**WORK ORDER**
The entries below contain a line with "Decides which frames" and a line with "use crate::shared::frame::Frame;". Quote exactly those two lines and all lines between them.

_ _ _ _

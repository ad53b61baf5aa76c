use std::time::Duration;

use reqwest::blocking::Client;
use reqwest::StatusCode;

use crate::domain::config_error::ConfigStoreError;
use crate::domain::config_store::ConfigStore;
use crate::domain::stored_stream_config::StoredStreamConfig;

pub const API_PATH: &str = "/api/stream-config";

const REQUEST_TIMEOUT: Duration = Duration::from_secs(5);

/// Talks to the configuration service over its JSON API.
///
/// Uses the blocking client: the processor resolves its configuration
/// once, before the frame loop starts.
pub struct HttpConfigStore {
    client: Client,
    endpoint: String,
}

impl HttpConfigStore {
    pub fn new(base_url: &str) -> Result<Self, ConfigStoreError> {
        let endpoint = endpoint_url(base_url);
        let client = Client::builder()
            .timeout(REQUEST_TIMEOUT)
            .build()
            .map_err(|source| ConfigStoreError::Http {
                url: endpoint.clone(),
                source,
            })?;
        Ok(Self { client, endpoint })
    }

    pub fn endpoint(&self) -> &str {
        &self.endpoint
    }

    fn http_error(&self, source: reqwest::Error) -> ConfigStoreError {
        ConfigStoreError::Http {
            url: self.endpoint.clone(),
            source,
        }
    }

    fn status_error(&self, status: StatusCode) -> ConfigStoreError {
        ConfigStoreError::Status {
            url: self.endpoint.clone(),
            status: status.as_u16(),
        }
    }
}

impl ConfigStore for HttpConfigStore {
    fn load(&self, stream_key: &str) -> Result<Option<StoredStreamConfig>, ConfigStoreError> {
        let response = self
            .client
            .get(&self.endpoint)
            .query(&[("stream_key", stream_key)])
            .send()
            .map_err(|e| self.http_error(e))?;

        match response.status() {
            StatusCode::OK => {
                let body = response.text().map_err(|e| self.http_error(e))?;
                serde_json::from_str(&body)
                    .map(Some)
                    .map_err(ConfigStoreError::Json)
            }
            StatusCode::NOT_FOUND => Ok(None),
            status => Err(self.status_error(status)),
        }
    }

    fn save(&self, record: &StoredStreamConfig) -> Result<(), ConfigStoreError> {
        let body = serde_json::to_string(record).map_err(ConfigStoreError::Json)?;
        let response = self
            .client
            .post(&self.endpoint)
            .header(reqwest::header::CONTENT_TYPE, "application/json")
            .body(body)
            .send()
            .map_err(|e| self.http_error(e))?;

        match response.status() {
            StatusCode::OK => Ok(()),
            status => Err(self.status_error(status)),
        }
    }

    fn delete(&self, stream_key: &str) -> Result<bool, ConfigStoreError> {
        let response = self
            .client
            .delete(&self.endpoint)
            .query(&[("stream_key", stream_key)])
            .send()
            .map_err(|e| self.http_error(e))?;

        match response.status() {
            StatusCode::OK => Ok(true),
            StatusCode::NOT_FOUND => Ok(false),
            status => Err(self.status_error(status)),
        }
    }
}

fn endpoint_url(base_url: &str) -> String {
    format!("{}{API_PATH}", base_url.trim_end_matches('/'))
}
/// Decides which frames run detection: every `interval`-th frame, starting
/// with frame 0. Frames in between reuse the previous result.
#[derive(Clone, Copy, Debug, PartialEq, Eq)]
pub struct DetectionCadence {
    interval: usize,
}

impl DetectionCadence {
    pub fn new(interval: usize) -> Result<Self, &'static str> {
        if interval < 1 {
            return Err("detection interval must be >= 1");
        }
        Ok(Self { interval })
    }

    pub fn should_detect(&self, frame_index: usize) -> bool {
        frame_index % self.interval == 0
    }
}
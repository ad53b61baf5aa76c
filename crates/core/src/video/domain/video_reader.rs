use facestream_config::domain::stream_config::InputSource;

use crate::shared::frame::Frame;
use crate::shared::video_metadata::VideoMetadata;

/// Pulls decoded frames from a file or a live stream.
///
/// Implementations handle I/O details (protocol, container, codec) while
/// the pipeline works with the abstract `Frame` and `VideoMetadata` types.
pub trait VideoReader: Send {
    /// Connects to the source and returns what it declares about itself.
    /// Declared values may be zero or missing for live streams.
    fn open(&mut self, source: &InputSource) -> Result<VideoMetadata, Box<dyn std::error::Error>>;

    /// Blocks until the next frame is decoded. `Ok(None)` is end of stream.
    fn read_frame(&mut self) -> Result<Option<Frame>, Box<dyn std::error::Error>>;

    /// Releases the source. Safe to call more than once.
    fn close(&mut self);
}
pub mod bounding_box;
pub mod constants;
pub mod frame;
pub mod labeled_face;
pub mod math;
pub mod video_metadata;
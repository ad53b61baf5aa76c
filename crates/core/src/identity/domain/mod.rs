pub mod identity_registry;
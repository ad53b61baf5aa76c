pub mod annotate_stream_use_case;
pub mod face_labeler;
pub mod pipeline_logger;
pub mod stream_endpoints;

_ _ _ _

**ANSWER AREA**
/// Decides which frames run detection: every `interval`-th frame, starting
/// with frame 0. Frames in between reuse the previous result.
#[derive(Clone, Copy, Debug, PartialEq, Eq)]
pub struct DetectionCadence {
    interval: usize,
}

impl DetectionCadence {
    pub fn new(interval: usize) -> Result<Self, &'static str> {
        if interval < 1 {
            return Err("detection interval must be >= 1");
        }
        Ok(Self { interval })
    }

    pub fn should_detect(&self, frame_index: usize) -> bool {
        frame_index % self.interval == 0
    }
}
repository ad53b61baf5aa76c
filename crates/core/src/video/domain/video_reader.rs
use facestream_config::domain::stream_config::InputSource;

use crate::shared::frame::Frame;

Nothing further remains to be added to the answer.